Excerpts from a dataset:
-- Opening Marker --
use std::io::Write;

use byteorder::{BigEndian, WriteBytesExt};
use tracing::debug;

use super::{modified_utf8, DEFAULT_MAX_DEPTH};
use crate::tag::Tag;
use crate::{Compound, Error, List, Result, Value};

/// Encodes `root` as an uncompressed binary NBT document named `root_name`.
///
/// Any value may be the root, although readers usually expect a compound
/// with an empty name. A [`Value::End`] root is written as a single end byte
/// and no name.
///
/// Trees with more than [`DEFAULT_MAX_DEPTH`] containers nested inside the
/// root are rejected with [`Error::DepthLimitExceeded`]. End values inside a
/// list or compound are rejected with [`Error::InvalidTag`].
pub fn to_binary<W: Write>(writer: W, root_name: &str, root: &Value) -> Result<()> {
    let mut state = EncodeState { writer, depth: 0 };

    state.write_tag(root.tag())?;

    if root.is_end() {
        return Ok(());
    }

    state.write_string(root_name)?;
    state.write_value(root)?;

    Ok(())
}

/// Returns the number of bytes that will be written when [`to_binary`] is
/// called with this root name and value.
///
/// If `to_binary` results in `Ok`, the exact number of bytes reported by this
/// function will have been written. If the result is `Err`, then the reported
/// count will be greater than or equal to the number of bytes that have
/// actually been written.
pub fn written_size(root_name: &str, root: &Value) -> usize {
    fn value_size(val: &Value) -> usize {
        match val {
            Value::End => 0,
            Value::Byte(_) => 1,
            Value::Short(_) => 2,
            Value::Int(_) => 4,
            Value::Long(_) => 8,
            Value::Float(_) => 4,
            Value::Double(_) => 8,
            Value::ByteArray(v) => 4 + v.len(),
            Value::String(v) => string_size(v),
            Value::List(v) => list_size(v),
            Value::Compound(v) => compound_size(v),
            Value::IntArray(v) => 4 + v.len() * 4,
            Value::LongArray(v) => 4 + v.len() * 8,
        }
    }

    fn list_size(l: &List) -> usize {
        1 + 4 + l.iter().map(value_size).sum::<usize>()
    }

    fn string_size(s: &str) -> usize {
        2 + modified_utf8::encoded_len(s)
    }

    fn compound_size(c: &Compound) -> usize {
        c.iter()
            .map(|(k, v)| 1 + string_size(k) + value_size(v))
            .sum::<usize>()
            + 1
    }

    if root.is_end() {
        1
    } else {
        1 + string_size(root_name) + value_size(root)
    }
}

struct EncodeState<W> {
    writer: W,
    /// Current recursion depth.
    depth: usize,
}

impl<W: Write> EncodeState<W> {
    fn check_depth<F>(&mut self, f: F) -> Result<()>
    where
        F: FnOnce(&mut Self) -> Result<()>,
    {
        if self.depth > DEFAULT_MAX_DEPTH {
            debug!(max_depth = DEFAULT_MAX_DEPTH, "NBT nesting limit reached");
            return Err(Error::DepthLimitExceeded(DEFAULT_MAX_DEPTH));
        }

        self.depth += 1;
        let res = f(self);
        self.depth -= 1;
        res
    }

    fn write_tag(&mut self, tag: Tag) -> Result<()> {
        Ok(self.writer.write_u8(tag.id())?)
    }

    fn write_value(&mut self, v: &Value) -> Result<()> {
        match v {
            Value::End => Err(Error::InvalidTag(Tag::End.id())),
            Value::Byte(v) => self.write_byte(*v),
            Value::Short(v) => self.write_short(*v),
            Value::Int(v) => self.write_int(*v),
            Value::Long(v) => self.write_long(*v),
            Value::Float(v) => self.write_float(*v),
            Value::Double(v) => self.write_double(*v),
            Value::ByteArray(v) => self.write_byte_array(v),
            Value::String(v) => self.write_string(v),
            Value::List(v) => self.check_depth(|st| st.write_any_list(v)),
            Value::Compound(v) => self.check_depth(|st| st.write_compound(v)),
            Value::IntArray(v) => self.write_int_array(v),
            Value::LongArray(v) => self.write_long_array(v),
        }
    }

    fn write_byte(&mut self, byte: i8) -> Result<()> {
        Ok(self.writer.write_i8(byte)?)
    }

    fn write_short(&mut self, short: i16) -> Result<()> {
        Ok(self.writer.write_i16::<BigEndian>(short)?)
    }

    fn write_int(&mut self, int: i32) -> Result<()> {
        Ok(self.writer.write_i32::<BigEndian>(int)?)
    }

    fn write_long(&mut self, long: i64) -> Result<()> {
        Ok(self.writer.write_i64::<BigEndian>(long)?)
    }

    fn write_float(&mut self, float: f32) -> Result<()> {
        Ok(self.writer.write_f32::<BigEndian>(float)?)
    }

    fn write_double(&mut self, double: f64) -> Result<()> {
        Ok(self.writer.write_f64::<BigEndian>(double)?)
    }

    /// Writes the `i32` length prefix of an array or list.
    fn write_len(&mut self, what: &'static str, len: usize) -> Result<()> {
        match i32::try_from(len) {
            Ok(len) => self.write_int(len),
            Err(_) => Err(Error::TooLong {
                what,
                len,
                max: i32::MAX as usize,
            }),
        }
    }

    fn write_byte_array(&mut self, bytes: &[i8]) -> Result<()> {
        self.write_len("byte array", bytes.len())?;

        let buf: Vec<u8> = bytes.iter().map(|&b| b as u8).collect();
        Ok(self.writer.write_all(&buf)?)
    }

    fn write_string(&mut self, s: &str) -> Result<()> {
        let len = modified_utf8::encoded_len(s);

        match u16::try_from(len) {
            Ok(n) => self.writer.write_u16::<BigEndian>(n)?,
            Err(_) => {
                return Err(Error::TooLong {
                    what: "string",
                    len,
                    max: u16::MAX.into(),
                })
            }
        }

        // Conversion to modified UTF-8 always increases the size of the string.
        // If the new len is equal to the original len, we know it doesn't need
        // to be re-encoded.
        if len == s.len() {
            self.writer.write_all(s.as_bytes())?;
        } else {
            modified_utf8::write_modified_utf8(&mut self.writer, s)?;
        }

        Ok(())
    }

    fn write_any_list(&mut self, list: &List) -> Result<()> {
        self.write_tag(list.element_type())?;
        self.write_len("list", list.len())?;

        for elem in list {
            self.write_value(elem)?;
        }

        Ok(())
    }

    fn write_compound(&mut self, c: &Compound) -> Result<()> {
        for (k, v) in c {
            if v.is_end() {
                return Err(Error::InvalidTag(Tag::End.id()));
            }

            self.write_tag(v.tag())?;
            self.write_string(k)?;
            self.write_value(v)?;
        }
        self.write_tag(Tag::End)?;

        Ok(())
    }

    fn write_int_array(&mut self, ia: &[i32]) -> Result<()> {
        self.write_len("int array", ia.len())?;

        for i in ia {
            self.write_int(*i)?;
        }

        Ok(())
    }

    fn write_long_array(&mut self, la: &[i64]) -> Result<()> {
        self.write_len("long array", la.len())?;

        for l in la {
            self.write_long(*l)?;
        }

        Ok(())
    }
}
-- Closing Marker --
--- Activity ---
Make a list of all lines in the data that contain "rejected".

--- Solution for this exercise ---
/// root are rejected with [`Error::DepthLimitExceeded`]. End values inside a
/// list or compound are rejected with [`Error::InvalidTag`].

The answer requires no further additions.